#### DATASET EXCERPTS ####

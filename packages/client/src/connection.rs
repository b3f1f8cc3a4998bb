//! Connection management for the show authority session
//!
//! The [`ConnectionManager`] owns the transport, tracks connectivity, and
//! fans inbound events out to registered listeners. One manager is
//! constructed at the application root and shared by cloning; clones are
//! cheap handles onto the same connection.

use std::panic::{catch_unwind, AssertUnwindSafe};
use std::sync::atomic::{AtomicBool, AtomicU32, AtomicU64, Ordering};
use std::sync::Arc;

use parking_lot::Mutex;
use tokio::sync::mpsc;
use tokio::task::JoinHandle;
use url::Url;
use uuid::Uuid;

use crate::error::ClientError;
use crate::messages::{describe_error, Action, AppState, ServerEvent};
use crate::transport::{
    DisconnectReason, ReconnectPolicy, TransportEvent, TransportFactory, TransportHandle,
    WsTransportFactory,
};

/// Connectivity of the session transport
#[derive(Debug, Clone, Copy, PartialEq, Eq)]
pub enum ConnectionState {
    Disconnected,
    Connecting,
    Connected,
}

impl std::fmt::Display for ConnectionState {
    fn fmt(&self, f: &mut std::fmt::Formatter<'_>) -> std::fmt::Result {
        match self {
            Self::Disconnected => write!(f, "disconnected"),
            Self::Connecting => write!(f, "connecting"),
            Self::Connected => write!(f, "connected"),
        }
    }
}

type AppStateListener = Arc<dyn Fn(&AppState) + Send + Sync>;
type ErrorListener = Arc<dyn Fn(&ClientError) + Send + Sync>;

/// Manages the persistent connection to the show authority
#[derive(Clone)]
pub struct ConnectionManager {
    inner: Arc<ManagerInner>,
}

struct ManagerInner {
    url: Url,
    policy: ReconnectPolicy,
    factory: Arc<dyn TransportFactory>,

    state: Mutex<ConnectionState>,
    transport: Mutex<Option<TransportHandle>>,
    dispatch: Mutex<Option<JoinHandle<()>>>,

    /// Bumped on every disconnect so a stale dispatcher can tell it has
    /// been superseded and must stop touching shared state.
    epoch: AtomicU64,

    attempt_count: AtomicU32,
    exhausted_reported: AtomicBool,

    app_state_listeners: Mutex<Vec<AppStateListener>>,
    error_listeners: Mutex<Vec<ErrorListener>>,
}

impl ConnectionManager {
    /// Create a manager using the production websocket transport
    pub fn new(url: Url, policy: ReconnectPolicy) -> Self {
        Self::with_factory(url, policy, Arc::new(WsTransportFactory))
    }

    /// Create a manager with a custom transport factory
    pub fn with_factory(
        url: Url,
        policy: ReconnectPolicy,
        factory: Arc<dyn TransportFactory>,
    ) -> Self {
        Self {
            inner: Arc::new(ManagerInner {
                url,
                policy,
                factory,
                state: Mutex::new(ConnectionState::Disconnected),
                transport: Mutex::new(None),
                dispatch: Mutex::new(None),
                epoch: AtomicU64::new(0),
                attempt_count: AtomicU32::new(0),
                exhausted_reported: AtomicBool::new(false),
                app_state_listeners: Mutex::new(Vec::new()),
                error_listeners: Mutex::new(Vec::new()),
            }),
        }
    }

    /// Open the transport.
    ///
    /// Idempotent: calling while already connecting or connected is a
    /// logged no-op, not an error.
    pub fn connect(&self) {
        let epoch;
        {
            let mut state = self.inner.state.lock();
            if *state != ConnectionState::Disconnected {
                tracing::debug!(state = %*state, "connect() ignored, connection already active");
                return;
            }
            *state = ConnectionState::Connecting;
            epoch = self.inner.epoch.load(Ordering::SeqCst);
        }

        self.inner.attempt_count.store(0, Ordering::SeqCst);
        self.inner.exhausted_reported.store(false, Ordering::SeqCst);

        let session_id = Uuid::new_v4();
        tracing::info!(%session_id, url = %self.inner.url, "opening transport");

        let (events_tx, events_rx) = mpsc::unbounded_channel();
        let handle = self
            .inner
            .factory
            .spawn(&self.inner.url, &self.inner.policy, events_tx);
        *self.inner.transport.lock() = Some(handle);

        let inner = Arc::clone(&self.inner);
        let dispatch = tokio::spawn(dispatch_events(inner, session_id, epoch, events_rx));
        if let Some(stale) = self.inner.dispatch.lock().replace(dispatch) {
            // A previous dispatcher either drained on its own or was
            // aborted by disconnect(); its handle is no longer needed.
            drop(stale);
        }
    }

    /// Tear the transport down.
    ///
    /// Cancels any in-flight reconnection attempt and releases the handle
    /// so a subsequent `connect()` starts fresh. Safe to call with no
    /// active connection.
    pub fn disconnect(&self) {
        let handle = self.inner.transport.lock().take();
        let Some(handle) = handle else {
            tracing::debug!("disconnect() ignored, no active transport");
            return;
        };

        {
            let mut state = self.inner.state.lock();
            self.inner.epoch.fetch_add(1, Ordering::SeqCst);
            *state = ConnectionState::Disconnected;
        }

        if let Some(dispatch) = self.inner.dispatch.lock().take() {
            dispatch.abort();
        }
        handle.shutdown();
        tracing::info!("transport released");
    }

    /// Send an action to the authority.
    ///
    /// When the transport is not connected the message is dropped and a
    /// [`ClientError::NotConnected`] is reported through the error
    /// listeners; this method itself never fails.
    pub fn send(&self, action: Action) {
        if *self.inner.state.lock() != ConnectionState::Connected {
            tracing::warn!(action = action.tag(), "dropping message, not connected");
            self.inner.notify_error(&ClientError::NotConnected);
            return;
        }

        let result = {
            let transport = self.inner.transport.lock();
            match transport.as_ref() {
                Some(handle) => handle.send(action.into_message()),
                None => Err(ClientError::NotConnected),
            }
        };

        if let Err(e) = result {
            self.inner.notify_error(&e);
        }
    }

    /// Register a listener for application-state events.
    ///
    /// All registered listeners are invoked, in registration order, for
    /// every event. A panicking listener is isolated and logged.
    pub fn on_app_state(&self, listener: impl Fn(&AppState) + Send + Sync + 'static) {
        self.inner
            .app_state_listeners
            .lock()
            .push(Arc::new(listener));
    }

    /// Register a listener for error events; same fan-out rules as
    /// [`Self::on_app_state`]
    pub fn on_error(&self, listener: impl Fn(&ClientError) + Send + Sync + 'static) {
        self.inner.error_listeners.lock().push(Arc::new(listener));
    }

    /// Current connectivity
    pub fn state(&self) -> ConnectionState {
        *self.inner.state.lock()
    }

    /// Whether the transport is currently connected
    pub fn is_connected(&self) -> bool {
        self.state() == ConnectionState::Connected
    }

    /// Whether a transport handle currently exists
    pub fn has_transport(&self) -> bool {
        self.inner.transport.lock().is_some()
    }

    /// Failed connection attempts since the last successful handshake
    pub fn failed_attempts(&self) -> u32 {
        self.inner.attempt_count.load(Ordering::SeqCst)
    }
}

impl ManagerInner {
    /// Set the connection state unless this dispatcher has been superseded
    fn apply_state(&self, epoch: u64, new_state: ConnectionState) -> bool {
        let mut state = self.state.lock();
        if self.epoch.load(Ordering::SeqCst) != epoch {
            return false;
        }
        *state = new_state;
        true
    }

    fn notify_app_state(&self, update: &AppState) {
        let listeners: Vec<AppStateListener> = self.app_state_listeners.lock().clone();
        for (index, listener) in listeners.iter().enumerate() {
            if catch_unwind(AssertUnwindSafe(|| listener(update))).is_err() {
                let failure = ClientError::CallbackFailure {
                    context: "app_state",
                };
                tracing::error!(listener = index, error = %failure, "listener failure isolated");
            }
        }
    }

    fn notify_error(&self, error: &ClientError) {
        let listeners: Vec<ErrorListener> = self.error_listeners.lock().clone();
        for (index, listener) in listeners.iter().enumerate() {
            if catch_unwind(AssertUnwindSafe(|| listener(error))).is_err() {
                let failure = ClientError::CallbackFailure { context: "error" };
                tracing::error!(listener = index, error = %failure, "listener failure isolated");
            }
        }
    }
}

/// Drain one transport session's events, in arrival order
async fn dispatch_events(
    inner: Arc<ManagerInner>,
    session_id: Uuid,
    epoch: u64,
    mut events: mpsc::UnboundedReceiver<TransportEvent>,
) {
    while let Some(event) = events.recv().await {
        match event {
            TransportEvent::Connected => {
                if !inner.apply_state(epoch, ConnectionState::Connected) {
                    break;
                }
                inner.attempt_count.store(0, Ordering::SeqCst);
                tracing::info!(%session_id, "connected to show authority");
            }
            TransportEvent::Disconnected { reason, detail } => {
                if !inner.apply_state(epoch, ConnectionState::Disconnected) {
                    break;
                }
                let detail = detail.unwrap_or_else(|| "none".to_string());
                match reason {
                    DisconnectReason::ServerClosed => {
                        tracing::info!(%session_id, %detail, "authority closed the connection");
                    }
                    DisconnectReason::ConnectionLost => {
                        tracing::warn!(%session_id, %detail, "connection lost");
                    }
                    DisconnectReason::Requested => {
                        tracing::debug!(%session_id, "transport shut down");
                    }
                }
            }
            TransportEvent::ConnectError { detail } => {
                let max = inner.policy.max_attempts;
                let attempts = {
                    let previous = inner.attempt_count.load(Ordering::SeqCst);
                    if previous >= max {
                        previous
                    } else {
                        inner.attempt_count.fetch_add(1, Ordering::SeqCst) + 1
                    }
                };
                tracing::warn!(%session_id, attempts, %detail, "connection attempt failed");

                if attempts >= max && !inner.exhausted_reported.swap(true, Ordering::SeqCst) {
                    inner.apply_state(epoch, ConnectionState::Disconnected);
                    inner.notify_error(&ClientError::ReconnectionExhausted { attempts });
                }
            }
            TransportEvent::Event(ServerEvent::AppState { data }) => {
                inner.notify_app_state(&data);
            }
            TransportEvent::Event(ServerEvent::Error { error }) => {
                inner.notify_error(&ClientError::Authority(describe_error(&error)));
            }
        }
    }

    tracing::debug!(%session_id, "event dispatch finished");
}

####

The response must consist of the lines above, from the first one through the line containing "#[derive(Debug, Clone, Copy, PartialEq, Eq)]", reproduced exactly.

filename packages/client/src/connection.rs
repository b3f1f8cc3a4998bb
//! Connection management for the show authority session
//!
//! The [`ConnectionManager`] owns the transport, tracks connectivity, and
//! fans inbound events out to registered listeners. One manager is
//! constructed at the application root and shared by cloning; clones are
//! cheap handles onto the same connection.

use std::panic::{catch_unwind, AssertUnwindSafe};
use std::sync::atomic::{AtomicBool, AtomicU32, AtomicU64, Ordering};
use std::sync::Arc;

use parking_lot::Mutex;
use tokio::sync::mpsc;
use tokio::task::JoinHandle;
use url::Url;
use uuid::Uuid;

use crate::error::ClientError;
use crate::messages::{describe_error, Action, AppState, ServerEvent};
use crate::transport::{
    DisconnectReason, ReconnectPolicy, TransportEvent, TransportFactory, TransportHandle,
    WsTransportFactory,
};

/// Connectivity of the session transport
#[derive(Debug, Clone, Copy, PartialEq, Eq)]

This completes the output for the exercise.